Why the markets may remain at the bottom for sometime?

After a few months of forced hibernation, the bulls are slowly emerging from the woodworks. A few pundits are suggesting that the stock markets have bottomed out and now may be the right time to enter. In fact, a few others even think that we may be facing the "opportunity of a life-time" to buy equities on the cheap!

As against the long-term PE ratio of 16, S&P 500 has a ratio now of 12.3, leading commentators like David Leonhardt to claim that shares in US are under-valued by 30%. He claims that there is a direct co-relation between the p-e ratio and future long-term returns, and that when the p-e has been between 12 and 13 over the last 125 years or so, stocks have doubled over the next decade, on average.

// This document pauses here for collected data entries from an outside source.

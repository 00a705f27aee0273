//! One copy-type merge pass: islands → clusters → merge groups → outputs.

use std::io::Write;

use log::{debug, info, warn};

use crate::cnv::call::{CnvCall, CopyType};
use crate::cnv::cluster::Clusterer;
use crate::cnv::interval::GenomicInterval;
use crate::cnv::island::group_islands;
use crate::config::DuplicatePolicy;
use crate::error::{MergeError, MergeResult};
use crate::output::tracks::{TrackWriter, write_report_line};
use crate::output::types::{ChromosomeStats, PassSummary};
use crate::output::vcf::{Genotype, GenotypeMap, VariantEmitter};

/// Where one pass writes. Track sinks are per pass; report and VCF are shared by both passes.
pub struct PassSinks<'s, W: Write> {
    pub merged_bed: &'s mut dyn Write,
    pub raw_bed: &'s mut dyn Write,
    pub report: &'s mut dyn Write,
    pub emitter: &'s mut VariantEmitter<W>,
}

/// State that lives exactly as long as one pass.
struct PassState {
    copy_type: CopyType,
    next_group: u32,
    duplicates: usize,
}

impl PassState {
    fn new(copy_type: CopyType) -> Self {
        Self { copy_type, next_group: 1, duplicates: 0 }
    }

    fn allocate_group(&mut self) -> u32 {
        let id = self.next_group;
        self.next_group += 1;
        id
    }

    fn allocated(&self) -> u32 {
        self.next_group - 1
    }
}

pub struct MergeOrchestrator<'c> {
    clusterer: &'c dyn Clusterer,
    duplicate_policy: DuplicatePolicy,
}

impl<'c> MergeOrchestrator<'c> {
    pub fn new(clusterer: &'c dyn Clusterer, duplicate_policy: DuplicatePolicy) -> Self {
        Self { clusterer, duplicate_policy }
    }

    /// Add one call to a locus' genotype map, applying the duplicate-sample policy.
    fn record_genotype(
        &self,
        genotypes: &mut GenotypeMap,
        call: &CnvCall,
        locus: &GenomicInterval,
        state: &mut PassState,
    ) -> MergeResult<()> {
        let genotype = Genotype { copy_number: call.copy_number, confidence: call.confidence };
        if !genotypes.contains_key(&call.sample) {
            genotypes.insert(call.sample.clone(), genotype);
            return Ok(());
        }

        state.duplicates += 1;
        match self.duplicate_policy {
            DuplicatePolicy::Error => {
                return Err(MergeError::DuplicateSample { sample: call.sample.clone(), locus: locus.to_string() });
            }
            DuplicatePolicy::KeepLast => {
                warn!("Sample {} has several calls in {}; keeping the last", call.sample, locus);
                genotypes.insert(call.sample.clone(), genotype);
            }
            DuplicatePolicy::KeepFirst => {
                warn!("Sample {} has several calls in {}; keeping the first", call.sample, locus);
            }
        }
        Ok(())
    }

    /// Merge every call of `copy_type`, tagging each with its merge group.
    ///
    /// Merge-group ids run from 1 within this pass, across chromosomes in karyotype order.
    pub fn merge_pass<W: Write>(
        &self,
        calls: &mut [CnvCall],
        copy_type: CopyType,
        sinks: PassSinks<'_, W>,
    ) -> MergeResult<PassSummary> {
        let PassSinks { merged_bed, raw_bed, report, emitter } = sinks;
        let mut tracks = TrackWriter::new(merged_bed, raw_bed, copy_type, self.clusterer.parameter())?;
        let mut state = PassState::new(copy_type);
        let islands = group_islands(calls, copy_type);
        info!("{} pass: {} islands", copy_type, islands.len());

        let mut summary = PassSummary { copy_type: copy_type.to_string(), ..Default::default() };

        for chrom in islands.chromosomes() {
            let mut stats = ChromosomeStats { chrom: chrom.to_string(), ..Default::default() };

            for (envelope, members) in islands.islands(chrom) {
                let clusters = {
                    let island: Vec<&CnvCall> = members.iter().map(|&i| &calls[i]).collect();
                    self.clusterer.cluster(&island)?
                };
                debug!("{}: {} calls in {} clusters", envelope, members.len(), clusters.len());
                stats.islands += 1;

                for cluster in clusters.values() {
                    let group = state.allocate_group();
                    let locus = &cluster.interval;
                    tracks.write_merged(group, locus)?;

                    let mut genotypes = GenotypeMap::new();
                    for &pos in &cluster.members {
                        let call = &mut calls[members[pos]];
                        call.attach_merge_group(group);
                        tracks.write_raw(group, call)?;
                        write_report_line(&mut *report, call, locus)?;
                        self.record_genotype(&mut genotypes, call, locus, &mut state)?;
                        stats.calls += 1;
                    }
                    report.flush()?;
                    emitter.add_record(locus, &genotypes, state.copy_type)?;
                    stats.clusters += 1;
                }
                tracks.flush()?;
            }

            info!(
                "{} {}: {} islands, {} merged loci, {} calls merged",
                copy_type, chrom, stats.islands, stats.clusters, stats.calls
            );
            summary.calls += stats.calls;
            summary.chromosomes.push(stats);
        }

        summary.merged_loci = state.allocated();
        summary.duplicate_samples = state.duplicates;
        Ok(summary)
    }
}

#[cfg(test)]
mod tests {
    use super::*;
    use crate::cnv::cluster::{ClusterMap, DensityClustering, NativeDbscan, ReciprocalClustering};
    use crate::output::vcf::{Annotators, VcfHeader};
    use crate::reference::InMemoryReference;

    fn call(chrom: &str, start: u32, end: u32, cn: i32, sample: &str) -> CnvCall {
        CnvCall::new(chrom, start, end, cn, 10, 50.0, sample)
    }

    fn emitter(samples: &[&str]) -> VariantEmitter<Vec<u8>> {
        let seq = "A".repeat(1000);
        let reference = InMemoryReference::new().with_contig("chr1", &seq).with_contig("chr2", &seq);
        let chroms = vec!["chr1".to_string(), "chr2".to_string()];
        let header = VcfHeader { source: "test", file_date: "20240101".to_string(), chromosomes: &chroms };
        VariantEmitter::new(
            Vec::new(),
            samples.iter().map(|s| s.to_string()).collect(),
            Box::new(reference),
            Annotators::default(),
            &header,
        )
        .unwrap()
    }

    struct Buffers {
        merged: Vec<u8>,
        raw: Vec<u8>,
        report: Vec<u8>,
    }

    impl Buffers {
        fn new() -> Self {
            Self { merged: Vec::new(), raw: Vec::new(), report: Vec::new() }
        }

        fn sinks<'s>(&'s mut self, emitter: &'s mut VariantEmitter<Vec<u8>>) -> PassSinks<'s, Vec<u8>> {
            PassSinks { merged_bed: &mut self.merged, raw_bed: &mut self.raw, report: &mut self.report, emitter }
        }
    }

    fn test_calls() -> Vec<CnvCall> {
        vec![
            // chr2 DEL island, two reciprocal calls
            call("chr2", 100, 200, 1, "S1"),
            call("chr2", 110, 210, 0, "S2"),
            // chr1 DEL: two separate events in one island
            call("chr1", 100, 200, 1, "S1"),
            call("chr1", 190, 600, 1, "S2"),
            // DUPs
            call("chr1", 300, 400, 3, "S3"),
            call("chr2", 500, 600, 4, "S1"),
        ]
    }

    #[test]
    fn test_merge_groups_restart_per_pass() {
        let mut calls = test_calls();
        let clusterer = ReciprocalClustering::new(0.5);
        let orchestrator = MergeOrchestrator::new(&clusterer, DuplicatePolicy::KeepLast);
        let mut vcf = emitter(&["S1", "S2", "S3"]);

        let mut del_out = Buffers::new();
        let del = orchestrator.merge_pass(&mut calls, CopyType::Del, del_out.sinks(&mut vcf)).unwrap();
        let mut dup_out = Buffers::new();
        let dup = orchestrator.merge_pass(&mut calls, CopyType::Dup, dup_out.sinks(&mut vcf)).unwrap();

        assert_eq!(del.merged_loci, 3);
        assert_eq!(del.calls, 4);
        assert_eq!(dup.merged_loci, 2);
        assert_eq!(dup.calls, 2);

        // chr1 first, then chr2; ids strictly increasing from 1
        assert_eq!(calls[2].merge_group(), Some(1));
        assert_eq!(calls[3].merge_group(), Some(2));
        assert_eq!(calls[0].merge_group(), Some(3));
        assert_eq!(calls[1].merge_group(), Some(3));
        // DUP pass starts again at 1
        assert_eq!(calls[4].merge_group(), Some(1));
        assert_eq!(calls[5].merge_group(), Some(2));

        let chroms: Vec<&str> = del.chromosomes.iter().map(|c| c.chrom.as_str()).collect();
        assert_eq!(chroms, vec!["chr1", "chr2"]);
        assert_eq!(del.chromosomes[0].islands, 1);
        assert_eq!(del.chromosomes[0].clusters, 2);

        let merged = String::from_utf8(del_out.merged).unwrap();
        let rows: Vec<&str> = merged.lines().collect();
        assert!(rows[0].starts_with("track name=MergedDEL-0.5 "));
        assert_eq!(rows[1], "chr1\t100\t200\tDEL_1\t1000\t+\t100\t200\t255,127,0");
        assert_eq!(rows[3], "chr2\t100\t210\tDEL_3\t1000\t+\t100\t210\t0,255,0");

        let raw = String::from_utf8(del_out.raw).unwrap();
        assert!(raw.contains("chr2\t110\t210\tDEL_3-S2\t"));

        let report = String::from_utf8(del_out.report).unwrap();
        assert_eq!(report.lines().count(), 4);
        assert!(report.lines().all(|l| l.contains("\tchr")));

        let vcf_text = String::from_utf8(vcf.into_inner()).unwrap();
        let records: Vec<&str> = vcf_text.lines().filter(|l| !l.starts_with('#')).collect();
        assert_eq!(records.len(), 5);
        // chr2 DEL locus: S1 het, S2 hom, S3 absent
        assert!(records[2].starts_with("chr2\t101\t.\tA\t<CN0>\t.\t.\tEND=210;SVLEN=110;AC=3;"));
        assert!(records[2].ends_with("\tGT:WC\t0/1:50\t1/1:50\t0/0:."));
        assert!(records[3].contains("\t<DUP>\t"));
    }

    #[test]
    fn test_union_contains_attached_calls() {
        let mut calls = vec![
            call("chr1", 100, 300, 1, "A"),
            call("chr1", 120, 320, 1, "B"),
            call("chr1", 150, 330, 1, "C"),
            call("chr1", 700, 800, 1, "D"),
        ];
        let clusterer = DensityClustering::new(0.5, Box::new(NativeDbscan::new(2)));
        let orchestrator = MergeOrchestrator::new(&clusterer, DuplicatePolicy::KeepLast);
        let mut vcf = emitter(&["A", "B", "C", "D"]);
        let mut out = Buffers::new();
        let summary = orchestrator.merge_pass(&mut calls, CopyType::Del, out.sinks(&mut vcf)).unwrap();
        assert_eq!(summary.merged_loci, 2);

        let merged = String::from_utf8(out.merged).unwrap();
        let loci: Vec<GenomicInterval> = merged
            .lines()
            .skip(1)
            .map(|l| {
                let f: Vec<&str> = l.split('\t').collect();
                GenomicInterval::new(f[0], f[1].parse().unwrap(), f[2].parse().unwrap())
            })
            .collect();
        for c in &calls {
            let group = c.merge_group().unwrap() as usize;
            assert!(loci[group - 1].contains(&c.interval));
        }
        assert!(merged.contains("track name=MergedDEL-0.5 "));
    }

    /// Clusters every island into a single locus, regardless of overlap.
    struct OneCluster;

    impl Clusterer for OneCluster {
        fn cluster(&self, island: &[&CnvCall]) -> MergeResult<ClusterMap> {
            let mut map = ClusterMap::new();
            let mut it = island.iter().enumerate();
            if let Some((pos, first)) = it.next() {
                let mut c = crate::cnv::cluster::Cluster::singleton(pos, first);
                for (pos, call) in it {
                    c.absorb(pos, call);
                }
                map.insert(1, c);
            }
            Ok(map)
        }

        fn kind(&self) -> crate::cnv::cluster::ClusterKind {
            crate::cnv::cluster::ClusterKind::Reciprocal
        }

        fn parameter(&self) -> f64 {
            1.0
        }
    }

    fn duplicate_calls() -> Vec<CnvCall> {
        vec![
            CnvCall::new("chr1", 100, 200, 1, 10, 10.0, "S1"),
            CnvCall::new("chr1", 150, 260, 0, 10, 20.0, "S1"),
        ]
    }

    fn run_duplicates(policy: DuplicatePolicy) -> (MergeResult<PassSummary>, String) {
        let mut calls = duplicate_calls();
        let orchestrator = MergeOrchestrator::new(&OneCluster, policy);
        let mut vcf = emitter(&["S1"]);
        let mut out = Buffers::new();
        let result = orchestrator.merge_pass(&mut calls, CopyType::Del, out.sinks(&mut vcf));
        (result, String::from_utf8(vcf.into_inner()).unwrap())
    }

    #[test]
    fn test_duplicate_sample_policies() {
        let (last, vcf) = run_duplicates(DuplicatePolicy::KeepLast);
        assert_eq!(last.unwrap().duplicate_samples, 1);
        assert!(vcf.lines().last().unwrap().ends_with("\t1/1:20"));

        let (first, vcf) = run_duplicates(DuplicatePolicy::KeepFirst);
        assert_eq!(first.unwrap().duplicate_samples, 1);
        assert!(vcf.lines().last().unwrap().ends_with("\t0/1:10"));

        let (err, _) = run_duplicates(DuplicatePolicy::Error);
        match err {
            Err(MergeError::DuplicateSample { sample, locus }) => {
                assert_eq!(sample, "S1");
                assert_eq!(locus, "chr1:100-260");
            }
            other => panic!("expected duplicate-sample error, got {:?}", other.map(|s| s.merged_loci)),
        }
    }

    #[test]
    fn test_empty_pass() {
        let mut calls = vec![call("chr1", 100, 200, 3, "S1")];
        let clusterer = ReciprocalClustering::new(0.5);
        let orchestrator = MergeOrchestrator::new(&clusterer, DuplicatePolicy::KeepLast);
        let mut vcf = emitter(&["S1"]);
        let mut out = Buffers::new();
        let summary = orchestrator.merge_pass(&mut calls, CopyType::Del, out.sinks(&mut vcf)).unwrap();
        assert_eq!(summary.merged_loci, 0);
        assert!(summary.chromosomes.is_empty());
        assert_eq!(calls[0].merge_group(), None);
        assert_eq!(String::from_utf8(out.merged).unwrap().lines().count(), 1);
    }
}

So what are the prospects? In the US, the Dow has fallen below 7000 and the Bombay Sensex is fast declining to the sub-8000 barrier. If the Dow were any indicator, the Indian equity markets may have quite some more to fall before stabilizing and correcting the spectacular bull run that occured in the 2005-07 period.



The CBOE VIX, an broad measure of equity market volatility, at almost 50, is ruling at two-and-a-half times its normal value of 20.

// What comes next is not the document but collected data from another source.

//! Reference sequence access: single-base lookups and contig lengths.

use std::fs::File;
use std::io::{BufRead, BufReader, Seek};

use anyhow::{Context, Result};
use indexmap::IndexMap;
use log::{debug, info};
use noodles::fasta;

use crate::error::{MergeError, MergeResult};
use crate::utils::contig::strip_chr_prefix;

pub trait ReferenceAccessor {
    /// Base at 0-based position `pos`, upper-cased.
    fn base(&mut self, chrom: &str, pos: u32) -> MergeResult<char>;

    /// Contig length, if the contig is known.
    fn length(&self, chrom: &str) -> Option<u64>;
}

/// Parse `name\tlength\t...` lines of a FASTA index.
pub fn read_fai_lengths<R: BufRead>(reader: R) -> std::io::Result<IndexMap<String, u64>> {
    let mut lengths = IndexMap::new();
    for (i, line) in reader.lines().enumerate() {
        let line = line?;
        if line.trim().is_empty() {
            continue;
        }
        let mut parts = line.split('\t');
        let name = parts.next().unwrap_or_default();
        let length = parts
            .next()
            .and_then(|l| l.trim().parse::<u64>().ok())
            .ok_or_else(|| {
                std::io::Error::new(
                    std::io::ErrorKind::InvalidData,
                    format!("Malformed FASTA index line {}: {}", i + 1, line),
                )
            })?;
        lengths.insert(name.to_string(), length);
    }
    Ok(lengths)
}

/// Find the reference's spelling of `chrom`, tolerating a missing or extra `chr` prefix.
fn resolve_name<'a, V>(names: &'a IndexMap<String, V>, chrom: &str) -> Option<&'a str> {
    if let Some((name, _)) = names.get_key_value(chrom) {
        return Some(name.as_str());
    }
    let bare = strip_chr_prefix(chrom);
    [bare.to_string(), format!("chr{}", bare)]
        .iter()
        .find_map(|candidate| names.get_key_value(candidate.as_str()))
        .map(|(name, _)| name.as_str())
}

/// Indexed FASTA reader with lengths taken from its `.fai`.
pub struct FastaReference<R> {
    reader: fasta::io::IndexedReader<R>,
    lengths: IndexMap<String, u64>,
}

/// Open an indexed FASTA (`<path>.fai` must exist).
pub fn open_fasta(path: &str) -> Result<Box<dyn ReferenceAccessor>> {
    let reader = fasta::io::indexed_reader::Builder::default()
        .build_from_path(path)
        .with_context(|| format!("Error opening FASTA file {}", path))?;

    let fai_path = format!("{}.fai", path);
    let fai = File::open(&fai_path).with_context(|| format!("Error opening FASTA index {}", fai_path))?;
    let lengths = read_fai_lengths(BufReader::new(fai))?;
    info!("FASTA index: {} sequences", lengths.len());

    Ok(Box::new(FastaReference { reader, lengths }))
}

impl<R: BufRead + Seek> ReferenceAccessor for FastaReference<R> {
    fn base(&mut self, chrom: &str, pos: u32) -> MergeResult<char> {
        let name = resolve_name(&self.lengths, chrom)
            .ok_or_else(|| MergeError::Reference(format!("contig {} not in reference", chrom)))?
            .to_string();

        // Regions are 1-based inclusive
        let region_str = format!("{}:{}-{}", name, pos + 1, pos + 1);
        let region: noodles::core::Region = region_str
            .parse()
            .map_err(|e| MergeError::Reference(format!("invalid region {}: {}", region_str, e)))?;
        let record = self
            .reader
            .query(&region)
            .map_err(|e| MergeError::Reference(format!("query {} failed: {}", region_str, e)))?;
        let seq = record.sequence().as_ref();
        match seq.first() {
            Some(b) => Ok(b.to_ascii_uppercase() as char),
            None => {
                debug!("Empty sequence returned for {}", region_str);
                Err(MergeError::Reference(format!("no base at {}", region_str)))
            }
        }
    }

    fn length(&self, chrom: &str) -> Option<u64> {
        resolve_name(&self.lengths, chrom).and_then(|name| self.lengths.get(name).copied())
    }
}

/// Reference held in memory, keyed by contig name.
#[derive(Debug, Clone, Default)]
pub struct InMemoryReference {
    sequences: IndexMap<String, Vec<u8>>,
}

impl InMemoryReference {
    pub fn new() -> Self {
        Self::default()
    }

    pub fn with_contig(mut self, name: &str, sequence: &str) -> Self {
        self.sequences.insert(name.to_string(), sequence.as_bytes().to_vec());
        self
    }
}

impl ReferenceAccessor for InMemoryReference {
    fn base(&mut self, chrom: &str, pos: u32) -> MergeResult<char> {
        let name = resolve_name(&self.sequences, chrom)
            .ok_or_else(|| MergeError::Reference(format!("contig {} not in reference", chrom)))?;
        self.sequences[name]
            .get(pos as usize)
            .map(|b| b.to_ascii_uppercase() as char)
            .ok_or_else(|| MergeError::Reference(format!("position {} beyond end of {}", pos, chrom)))
    }

    fn length(&self, chrom: &str) -> Option<u64> {
        resolve_name(&self.sequences, chrom).map(|name| self.sequences[name].len() as u64)
    }
}

#[cfg(test)]
mod tests {
    use super::*;
    use std::io::{Cursor, Write};

    #[test]
    fn test_read_fai_lengths() {
        let data = "chr1\t248956422\t112\t70\t71\nchr2\t242193529\t252513167\t70\t71\n";
        let lengths = read_fai_lengths(Cursor::new(data)).unwrap();
        assert_eq!(lengths.len(), 2);
        assert_eq!(lengths["chr1"], 248956422);
        assert_eq!(lengths.get_index(1).map(|(k, _)| k.as_str()), Some("chr2"));

        assert!(read_fai_lengths(Cursor::new("chr1\tabc\n")).is_err());
    }

    #[test]
    fn test_resolve_name_prefix_tolerant() {
        let mut names = IndexMap::new();
        names.insert("chr1".to_string(), 10u64);
        names.insert("7".to_string(), 5u64);
        assert_eq!(resolve_name(&names, "chr1"), Some("chr1"));
        assert_eq!(resolve_name(&names, "1"), Some("chr1"));
        assert_eq!(resolve_name(&names, "chr7"), Some("7"));
        assert_eq!(resolve_name(&names, "2"), None);
    }

    #[test]
    fn test_in_memory_reference() {
        let mut reference = InMemoryReference::new().with_contig("chr1", "acgtNACGT");
        assert_eq!(reference.base("chr1", 0).unwrap(), 'A');
        assert_eq!(reference.base("1", 4).unwrap(), 'N');
        assert_eq!(reference.length("chr1"), Some(9));
        assert!(matches!(reference.base("chr1", 9), Err(MergeError::Reference(_))));
        assert!(reference.base("chr2", 0).is_err());
        assert_eq!(reference.length("chr2"), None);
    }

    #[test]
    fn test_fasta_reference() {
        let dir = tempfile::tempdir().unwrap();
        let fasta_path = dir.path().join("ref.fa");
        let mut fa = File::create(&fasta_path).unwrap();
        write!(fa, ">chr1\nACGTACGTAC\nGGGGTTTTCC\n>chr2\nttttaaaa\n").unwrap();
        // 20 bases in lines of 10 (11 bytes with newline); sequence starts after ">chr1\n"
        let mut fai = File::create(dir.path().join("ref.fa.fai")).unwrap();
        write!(fai, "chr1\t20\t6\t10\t11\nchr2\t8\t34\t8\t9\n").unwrap();

        let mut reference = open_fasta(fasta_path.to_str().unwrap()).unwrap();
        assert_eq!(reference.length("chr1"), Some(20));
        assert_eq!(reference.length("2"), Some(8));
        assert_eq!(reference.base("chr1", 0).unwrap(), 'A');
        assert_eq!(reference.base("chr1", 3).unwrap(), 'T');
        assert_eq!(reference.base("chr1", 10).unwrap(), 'G');
        assert_eq!(reference.base("chr2", 4).unwrap(), 'A');
        assert!(reference.base("chrZ", 0).is_err());
    }
}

It may turn out that the equity markets have touched their bottom. But this does not automatically mean that it is time to roll money into the markets. Far from it, even if the markets have bottomed out, given the depressing global economic environment, it is very likely that we may be in for a long period of stable (or stagnating) markets. In other words, the markets may remain at the bottom for some time to come. For a generation of investors accustomed to either bull or bear runs, this may be difficult to grasp, whereas even a cursory glance at the history of the equity markets shows that volatility of the kind seen in the last two decades has been unprecedented. As the historic graphs of DJIA, S&P 500, and FTSE 100 shows, the bull runs since 1995 are without parallel.





And for an example of how markets can remain stuck at the bottom for a long time, we only need to look at the stability (or stagnation) of the Nikkei 225 index for the past two decades.